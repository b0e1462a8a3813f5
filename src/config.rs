//! The configuration handle and the create-or-load flow.

use std::marker::PhantomData;
use std::path::{Path, PathBuf};

use serde::de::DeserializeOwned;

use crate::coerce::coerce;
use crate::document::{Document, Provenance};
use crate::error::AnnofigError;
use crate::file;
use crate::mapper::{self, LoadReport};
use crate::ops::{self, Entry, Listing};
use crate::path;
use crate::schema::{self, InstanceGraph, PropertyDescriptor, Schema, SchemaTree, SectionId};
use crate::toml_doc::TomlDocument;
use crate::types::{ConfigField, DefaultSource, RenderOptions, Value};

/// A live configuration bound to one file.
///
/// Built by [`create`](Self::create), [`create_with_default`](Self::create_with_default)
/// or [`AnnofigBuilder::create`](crate::AnnofigBuilder::create). Construction
/// discovers the schema of `S`, makes sure the file exists, loads it, and then
/// saves it straight back. That final save is deliberate: it fills in every
/// absent property and normalizes the file, so the on-disk document always
/// reflects the full schema after a successful construction.
///
/// The handle is not synchronized. Wrap it in a lock to share it between threads.
pub struct Configuration<S: Schema, D: Document = TomlDocument> {
    path: PathBuf,
    tree: SchemaTree,
    graph: InstanceGraph,
    document: D,
    render_options: RenderOptions,
    _schema: PhantomData<fn() -> S>,
}

impl<S: Schema> Configuration<S> {
    /// Create or load the TOML file at `path`.
    pub fn create(path: impl Into<PathBuf>) -> Result<Self, AnnofigError> {
        Self::open(path.into(), None, RenderOptions::default())
    }

    /// Like [`create`](Self::create), seeding a newly created file from `default`.
    pub fn create_with_default(
        path: impl Into<PathBuf>,
        default: DefaultSource,
    ) -> Result<Self, AnnofigError> {
        Self::open(path.into(), Some(&default), RenderOptions::default())
    }
}

impl<S: Schema, D: Document> Configuration<S, D> {
    pub(crate) fn open(
        path: PathBuf,
        default: Option<&DefaultSource>,
        render_options: RenderOptions,
    ) -> Result<Self, AnnofigError> {
        let (tree, graph) = schema::discover::<S>()?;
        file::ensure_file(&path, default)?;

        let mut config = Self {
            path,
            tree,
            graph,
            document: D::default(),
            render_options,
            _schema: PhantomData,
        };
        config.reload()?;
        config.save()?;
        Ok(config)
    }

    pub fn path(&self) -> &Path {
        &self.path
    }

    pub fn schema(&self) -> &SchemaTree {
        &self.tree
    }

    pub fn render_options(&self) -> &RenderOptions {
        &self.render_options
    }

    /// Re-read the file and apply every compatible value.
    ///
    /// Properties that are missing from the file, or hold an incompatible value,
    /// keep their current value.
    pub fn reload(&mut self) -> Result<LoadReport, AnnofigError> {
        let doc = self.read_document()?;
        let report = mapper::load(&doc, &self.tree, &mut self.graph)?;
        self.document = doc;
        Ok(report)
    }

    /// Write every current value back to the file.
    ///
    /// The file is re-read first so that comments and unknown keys written by
    /// someone else since the last load are kept.
    pub fn save(&mut self) -> Result<(), AnnofigError> {
        let mut doc = self.read_document()?;
        mapper::write_document(&mut doc, &self.tree, &self.graph, &self.path)?;
        file::write_atomic(&self.path, &doc.render(&self.render_options))?;
        tracing::info!(path = %self.path.display(), "saved configuration");
        self.document = doc;
        Ok(())
    }

    /// The document as of the last load or save, rendered with this instance's
    /// render options.
    pub fn rendered_text(&self) -> String {
        self.document.render(&self.render_options)
    }

    /// Typed value of the property at dotted `key`.
    pub fn get<T: ConfigField>(&self, key: &str) -> Result<T, AnnofigError> {
        let (id, property) = self.property(key)?;
        let value = self.slot(id, property, key)?;
        T::from_value(value).ok_or_else(|| AnnofigError::TypeMismatch {
            key: key.to_string(),
            expected: property.field_type.clone(),
            found: T::field_type().to_string(),
        })
    }

    /// Raw slot value of the property at dotted `key`.
    pub fn value(&self, key: &str) -> Result<&Value, AnnofigError> {
        let (id, property) = self.property(key)?;
        self.slot(id, property, key)
    }

    /// Assign a new value in memory. Call [`save`](Self::save) to persist it.
    ///
    /// The value goes through the same compatibility rules as a loaded value.
    pub fn set<T: ConfigField>(&mut self, key: &str, value: T) -> Result<(), AnnofigError> {
        let (id, slot, coerced) = {
            let (id, property) = self.property(key)?;
            let raw = value.into_value();
            let found = if raw.is_null() {
                "null".to_string()
            } else {
                T::field_type().to_string()
            };
            let coerced = coerce(&raw, &property.field_type, property.nullable).ok_or_else(
                || AnnofigError::TypeMismatch {
                    key: key.to_string(),
                    expected: property.field_type.clone(),
                    found,
                },
            )?;
            (id, property.slot, coerced)
        };
        if !self.graph.set(id, slot, coerced) {
            return Err(AnnofigError::FieldAccess {
                field: key.to_string(),
                reason: "no runtime slot for declared property".into(),
            });
        }
        tracing::trace!(key, "value set");
        Ok(())
    }

    /// Every property with its current value, in discovery order.
    pub fn entries(&self) -> Result<Listing, AnnofigError> {
        ops::list_values(&self.tree, &self.graph)
    }

    /// One property with its current value and declared comments.
    pub fn describe(&self, key: &str) -> Result<Entry, AnnofigError> {
        ops::get_value(&self.tree, &self.graph, key)
    }

    /// Deserialize the current values into `T`.
    pub fn extract<T: DeserializeOwned>(&self) -> Result<T, AnnofigError> {
        ops::extract(&self.tree, &self.graph)
    }

    /// Whether the node at dotted `key` was read from the file or written by the
    /// last save. `None` if the document has no such node.
    pub fn provenance(&self, key: &str) -> Option<Provenance> {
        self.document.provenance(&path::split_path(key))
    }

    fn read_document(&self) -> Result<D, AnnofigError> {
        let text = file::read_file(&self.path)?;
        D::parse(&text).map_err(|source| AnnofigError::ParseError {
            path: self.path.clone(),
            source,
        })
    }

    fn property(&self, key: &str) -> Result<(SectionId, &PropertyDescriptor), AnnofigError> {
        self.tree
            .find_property(key)
            .ok_or_else(|| AnnofigError::KeyNotFound(key.into()))
    }

    fn slot(
        &self,
        id: SectionId,
        property: &PropertyDescriptor,
        key: &str,
    ) -> Result<&Value, AnnofigError> {
        self.graph
            .get(id, property.slot)
            .ok_or_else(|| AnnofigError::FieldAccess {
                field: key.to_string(),
                reason: "no runtime slot for declared property".into(),
            })
    }
}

_Assigned task_: Copy out only the lines of the records above from the one with "config.reload()?;" through the one with "doc, &self.tree, &self.graph, &self.path)?;", exactly as they stand, both included.

_Answer area_:
        config.reload()?;
        config.save()?;
        Ok(config)
    }

    pub fn path(&self) -> &Path {
        &self.path
    }

    pub fn schema(&self) -> &SchemaTree {
        &self.tree
    }

    pub fn render_options(&self) -> &RenderOptions {
        &self.render_options
    }

    /// Re-read the file and apply every compatible value.
    ///
    /// Properties that are missing from the file, or hold an incompatible value,
    /// keep their current value.
    pub fn reload(&mut self) -> Result<LoadReport, AnnofigError> {
        let doc = self.read_document()?;
        let report = mapper::load(&doc, &self.tree, &mut self.graph)?;
        self.document = doc;
        Ok(report)
    }

    /// Write every current value back to the file.
    ///
    /// The file is re-read first so that comments and unknown keys written by
    /// someone else since the last load are kept.
    pub fn save(&mut self) -> Result<(), AnnofigError> {
        let mut doc = self.read_document()?;
        mapper::write_document(&mut doc, &self.tree, &self.graph, &self.path)?;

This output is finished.